TASK OBJECTIVE: Exactly reproduce the lines from the top of the entries below through the line containing "filename crates/taskvox_core/src/notify/mod.rs", with both ends included.

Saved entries
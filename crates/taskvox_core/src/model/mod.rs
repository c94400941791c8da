mod task;
mod timestamp;

pub use task::{NewTask, Priority, Task, TaskPatch};
pub use timestamp::parse_timestamp;
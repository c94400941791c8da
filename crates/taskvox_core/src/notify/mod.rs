use crate::error::AppError;
use crate::model::Task;

#[cfg(target_os = "linux")]
mod linux;
#[cfg(target_os = "linux")]
pub use linux::LinuxNotifier;

#[cfg(windows)]
mod windows;
#[cfg(windows)]
pub use windows::WindowsNotifier;

const APP_NAME: &str = "taskvox";

pub trait Notifier {
    fn notify(&self, task: &Task) -> Result<(), AppError>;

    fn notify_with_action(&self, task: &Task, action: &str) -> Result<(), AppError> {
        let _ = action;
        self.notify(task)
    }
}

pub struct NoopNotifier;

impl Notifier for NoopNotifier {
    fn notify(&self, _task: &Task) -> Result<(), AppError> {
        Ok(())
    }
}

pub fn notifier_from_env() -> Result<Box<dyn Notifier>, AppError> {
    if std::env::var("TASKVOX_DISABLE_NOTIFICATIONS").is_ok() {
        return Ok(Box::new(NoopNotifier));
    }

    match platform_notifier() {
        Ok(notifier) => Ok(notifier),
        Err(AppError::Platform(message)) => {
            tracing::warn!(target: "taskvox::remind", %message, "notifications unavailable");
            Ok(Box::new(NoopNotifier))
        }
        Err(other) => Err(other),
    }
}

/// Reminder text: the title plus the due timestamp when there is one.
pub fn reminder_body(task: &Task) -> String {
    match task.due_date.as_deref() {
        Some(due) => format!("\"{}\" is due at {}", task.title, due),
        None => format!("\"{}\"", task.title),
    }
}

const ACTION_PREFIX: &str = "show:";

pub fn activation_argument(task_id: &str) -> String {
    format!("{ACTION_PREFIX}{task_id}")
}

pub fn parse_activation_argument(argument: &str) -> Option<String> {
    argument
        .strip_prefix(ACTION_PREFIX)
        .map(|id| id.to_string())
}

/// Re-runs this executable as `show <id>` when a reminder is clicked.
pub fn launch_show(task_id: &str) -> Result<(), AppError> {
    let exe = std::env::current_exe().map_err(|err| AppError::platform(err.to_string()))?;
    std::process::Command::new(exe)
        .arg("show")
        .arg(task_id)
        .spawn()
        .map_err(|err| AppError::platform(err.to_string()))?;
    Ok(())
}

#[cfg(target_os = "linux")]
pub fn platform_notifier() -> Result<Box<dyn Notifier>, AppError> {
    Ok(Box::new(LinuxNotifier))
}

#[cfg(windows)]
pub fn platform_notifier() -> Result<Box<dyn Notifier>, AppError> {
    Ok(Box::new(WindowsNotifier))
}

#[cfg(not(any(target_os = "linux", windows)))]
pub fn platform_notifier() -> Result<Box<dyn Notifier>, AppError> {
    Err(AppError::platform(
        "notifications are not supported on this platform",
    ))
}

#[cfg(test)]
mod tests {
    use super::{activation_argument, parse_activation_argument, reminder_body};
    use crate::model::Task;

    #[test]
    fn activation_argument_round_trip() {
        let argument = activation_argument("task-1");
        let parsed = parse_activation_argument(&argument);
        assert_eq!(parsed.as_deref(), Some("task-1"));
    }

    #[test]
    fn parse_activation_argument_rejects_other_values() {
        assert!(parse_activation_argument("other:task-1").is_none());
    }

    #[test]
    fn reminder_body_mentions_due_date() {
        let task = Task {
            id: "task-1".to_string(),
            title: "Pay rent".to_string(),
            description: String::new(),
            priority: None,
            due_date: Some("2026-01-01T09:00:00Z".to_string()),
            completed: false,
            completed_at: None,
            voice_note: None,
            recordings: Vec::new(),
            created_at: "2025-12-01T00:00:00Z".to_string(),
            updated_at: "2025-12-01T00:00:00Z".to_string(),
        };

        assert_eq!(
            reminder_body(&task),
            "\"Pay rent\" is due at 2026-01-01T09:00:00Z"
        );
    }
}
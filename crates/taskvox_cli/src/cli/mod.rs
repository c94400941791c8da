use clap::{Parser, Subcommand};
use std::path::PathBuf;
use taskvox_core::config::ConfigOverrides;
use taskvox_core::error::AppError;
use taskvox_core::model::Priority;
use taskvox_core::view_model::TaskFilter;
use time::format_description::well_known::Rfc3339;
use time::macros::format_description;
use time::{Date, OffsetDateTime, PrimitiveDateTime, Time, UtcOffset};

#[derive(Parser, Debug)]
#[command(author, version, about, long_about = None)]
pub struct Cli {
    #[command(subcommand)]
    pub command: Command,

    /// Output JSON
    #[arg(long, global = true)]
    pub json: bool,

    /// Override configuration values (format KEY=VALUE)
    #[arg(long = "config-override", value_name = "KEY=VALUE", global = true)]
    pub config_override: Vec<String>,
}

#[derive(Subcommand, Debug)]
pub enum Command {
    /// Add a new task
    ///
    /// Example: taskvox add "Buy milk" --priority high --due "2026-01-05 09:00"
    Add {
        title: Option<String>,
        #[arg(short = 'd', long)]
        description: Option<String>,
        #[arg(short = 'p', long)]
        priority: Option<String>,
        #[arg(long)]
        due: Option<String>,
        /// Transcript of a voice note
        #[arg(long = "voice-note")]
        voice_note: Option<String>,
        /// Audio attachment locator (repeatable)
        #[arg(long = "recording", value_name = "URI")]
        recordings: Vec<String>,
    },
    /// Show details of a task
    ///
    /// Example: taskvox show task-1736000000000000000
    Show { id: String },
    /// Edit any subset of a task's fields
    ///
    /// Example: taskvox edit <id> --title "Buy oat milk" --clear-due
    Edit {
        id: String,
        #[arg(long)]
        title: Option<String>,
        #[arg(short = 'd', long)]
        description: Option<String>,
        #[arg(short = 'p', long, conflicts_with = "clear_priority")]
        priority: Option<String>,
        #[arg(long)]
        clear_priority: bool,
        #[arg(long, conflicts_with = "clear_due")]
        due: Option<String>,
        #[arg(long)]
        clear_due: bool,
        #[arg(long = "voice-note", conflicts_with = "clear_voice_note")]
        voice_note: Option<String>,
        #[arg(long)]
        clear_voice_note: bool,
        /// Replace the attachment list (repeatable)
        #[arg(long = "recording", value_name = "URI", conflicts_with = "clear_recordings")]
        recordings: Vec<String>,
        #[arg(long)]
        clear_recordings: bool,
    },
    /// Mark a task completed, or pending again if it already is
    ///
    /// Example: taskvox toggle <id>
    #[command(alias = "done")]
    Toggle { id: String },
    /// Delete a task
    ///
    /// Example: taskvox delete <id>
    Delete { id: String },
    /// List tasks, pending first
    ///
    /// Example: taskvox list --search milk --filter pending
    List {
        #[arg(short = 's', long, default_value = "")]
        search: String,
        #[arg(short = 'f', long, default_value = "all", value_parser = parse_filter)]
        filter: TaskFilter,
    },
    /// Show total, completed and pending counts
    Stats,
    /// Send reminders for tasks due soon
    Remind,
}

fn parse_filter(raw: &str) -> Result<TaskFilter, String> {
    raw.parse::<TaskFilter>().map_err(|err| err.message().to_string())
}

pub fn parse_priority_arg(raw: &str) -> Result<Priority, AppError> {
    Priority::parse_strict(raw).ok_or_else(|| {
        AppError::invalid_input(format!(
            "priority must be high, medium or low (got '{}')",
            raw.trim()
        ))
    })
}

/// Accepts RFC 3339, `YYYY-MM-DD HH:MM[:SS]` or `YYYY-MM-DD` (midnight) in
/// local time, and returns a normalized RFC 3339 string.
pub fn parse_due_input(raw: &str) -> Result<String, AppError> {
    let local_offset = UtcOffset::current_local_offset().unwrap_or(UtcOffset::UTC);
    parse_due_input_with_offset(raw, local_offset)
}

pub fn parse_due_input_with_offset(raw: &str, offset: UtcOffset) -> Result<String, AppError> {
    let trimmed = raw.trim();
    if trimmed.is_empty() {
        return Err(AppError::invalid_input("due date is required"));
    }

    let parsed = if let Ok(value) = OffsetDateTime::parse(trimmed, &Rfc3339) {
        value
    } else if let Ok(value) = PrimitiveDateTime::parse(
        trimmed,
        format_description!("[year]-[month]-[day] [hour]:[minute]:[second]"),
    ) {
        value.assume_offset(offset)
    } else if let Ok(value) =
        PrimitiveDateTime::parse(trimmed, format_description!("[year]-[month]-[day] [hour]:[minute]"))
    {
        value.assume_offset(offset)
    } else if let Ok(value) = Date::parse(trimmed, format_description!("[year]-[month]-[day]")) {
        value.with_time(Time::MIDNIGHT).assume_offset(offset)
    } else {
        return Err(AppError::invalid_input(format!(
            "due date '{trimmed}' must be RFC3339, YYYY-MM-DD HH:MM or YYYY-MM-DD"
        )));
    };

    parsed
        .format(&Rfc3339)
        .map_err(|err| AppError::invalid_data(err.to_string()))
}

#[derive(Debug, Clone, PartialEq, Eq)]
pub enum ConfigOverrideTarget {
    StoreDir,
    DefaultPriority,
    ReminderLeadMinutes,
    LogFilter,
}

#[derive(Debug, Clone, PartialEq, Eq)]
pub struct ParsedConfigOverride {
    pub target: ConfigOverrideTarget,
    pub value: String,
}

/// Parse a raw `KEY=VALUE` override string into a structured target.
pub fn parse_config_override(raw: &str) -> Result<ParsedConfigOverride, String> {
    let trimmed = raw.trim();
    let (key_raw, value_raw) = trimmed
        .split_once('=')
        .ok_or_else(|| "override must be in KEY=VALUE format".to_string())?;

    let value = value_raw.trim().to_string();
    let canonical_field = canonicalize_flag_name(key_raw)
        .ok_or_else(|| "override key cannot be empty".to_string())?;

    let target = match canonical_field.as_str() {
        "store_dir" | "store" => ConfigOverrideTarget::StoreDir,
        "default_priority" | "priority" => ConfigOverrideTarget::DefaultPriority,
        "reminder_lead_minutes" | "reminder_lead" => ConfigOverrideTarget::ReminderLeadMinutes,
        "log_filter" | "log" => ConfigOverrideTarget::LogFilter,
        other => return Err(format!("unknown config field '{other}'")),
    };

    Ok(ParsedConfigOverride { target, value })
}

pub fn overrides_from_args(raw_overrides: &[String]) -> Result<ConfigOverrides, AppError> {
    let mut overrides = ConfigOverrides::default();

    for raw in raw_overrides {
        let parsed = parse_config_override(raw).map_err(AppError::invalid_input)?;
        match parsed.target {
            ConfigOverrideTarget::StoreDir => {
                if parsed.value.is_empty() {
                    return Err(AppError::invalid_input("store_dir cannot be empty"));
                }
                overrides.store_dir = Some(PathBuf::from(parsed.value));
            }
            ConfigOverrideTarget::DefaultPriority => {
                overrides.default_priority = Some(parse_priority_arg(&parsed.value)?);
            }
            ConfigOverrideTarget::ReminderLeadMinutes => {
                let minutes = parsed.value.parse::<u32>().map_err(|_| {
                    AppError::invalid_input("reminder_lead_minutes must be a whole number")
                })?;
                overrides.reminder_lead_minutes = Some(minutes);
            }
            ConfigOverrideTarget::LogFilter => {
                overrides.log_filter = Some(parsed.value);
            }
        }
    }

    Ok(overrides)
}

fn canonicalize_flag_name(name: &str) -> Option<String> {
    let mut cleaned = String::new();
    let mut previous_underscore = false;

    for ch in name.chars() {
        if ch.is_ascii_alphanumeric() {
            cleaned.push(ch.to_ascii_lowercase());
            previous_underscore = false;
        } else if !previous_underscore && !cleaned.is_empty() {
            cleaned.push('_');
            previous_underscore = true;
        }
    }

    let trimmed = cleaned.trim_matches('_');
    if trimmed.is_empty() {
        None
    } else {
        Some(trimmed.to_string())
    }
}
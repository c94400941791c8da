use time::format_description::well_known::Rfc3339;
use time::macros::format_description;
use time::{Date, OffsetDateTime, PrimitiveDateTime, Time};

/// Reads a stored timestamp. RFC 3339 first; ISO-8601 values without an
/// offset (date-only or local date-time) are taken as UTC.
pub fn parse_timestamp(raw: &str) -> Option<OffsetDateTime> {
    let trimmed = raw.trim();
    if trimmed.is_empty() {
        return None;
    }

    if let Ok(value) = OffsetDateTime::parse(trimmed, &Rfc3339) {
        return Some(value);
    }

    for format in [
        format_description!("[year]-[month]-[day]T[hour]:[minute]:[second].[subsecond]"),
        format_description!("[year]-[month]-[day]T[hour]:[minute]:[second]"),
        format_description!("[year]-[month]-[day]T[hour]:[minute]"),
    ] {
        if let Ok(value) = PrimitiveDateTime::parse(trimmed, format) {
            return Some(value.assume_utc());
        }
    }

    Date::parse(trimmed, format_description!("[year]-[month]-[day]"))
        .ok()
        .map(|date| date.with_time(Time::MIDNIGHT).assume_utc())
}

#[cfg(test)]
mod tests {
    use super::parse_timestamp;
    use time::macros::datetime;

    #[test]
    fn reads_rfc3339_with_offset() {
        assert_eq!(
            parse_timestamp("2026-01-02T09:00:00+02:00"),
            Some(datetime!(2026-01-02 07:00 UTC))
        );
        assert_eq!(
            parse_timestamp(" 2026-01-02T09:00:00.250Z "),
            Some(datetime!(2026-01-02 09:00:00.25 UTC))
        );
    }

    #[test]
    fn offsetless_values_are_utc() {
        assert_eq!(parse_timestamp("2026-01-02"), Some(datetime!(2026-01-02 0:00 UTC)));
        assert_eq!(
            parse_timestamp("2026-01-02T09:00:00"),
            Some(datetime!(2026-01-02 09:00 UTC))
        );
        assert_eq!(
            parse_timestamp("2026-01-02T09:00:00.500"),
            Some(datetime!(2026-01-02 09:00:00.5 UTC))
        );
        assert_eq!(parse_timestamp("2026-01-02T09:30"), Some(datetime!(2026-01-02 09:30 UTC)));
    }

    #[test]
    fn rejects_free_text() {
        assert_eq!(parse_timestamp("next tuesday"), None);
        assert_eq!(parse_timestamp("   "), None);
        assert_eq!(parse_timestamp("2026-13-40"), None);
    }
}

EXERCISE SOLUTION:
filename crates/taskvox_core/src/model/mod.rs
repository c94400941791c8da
mod task;
mod timestamp;

pub use task::{NewTask, Priority, Task, TaskPatch};
pub use timestamp::parse_timestamp;
repository c94400941791c8da
filename crates/taskvox_core/src/notify/mod.rs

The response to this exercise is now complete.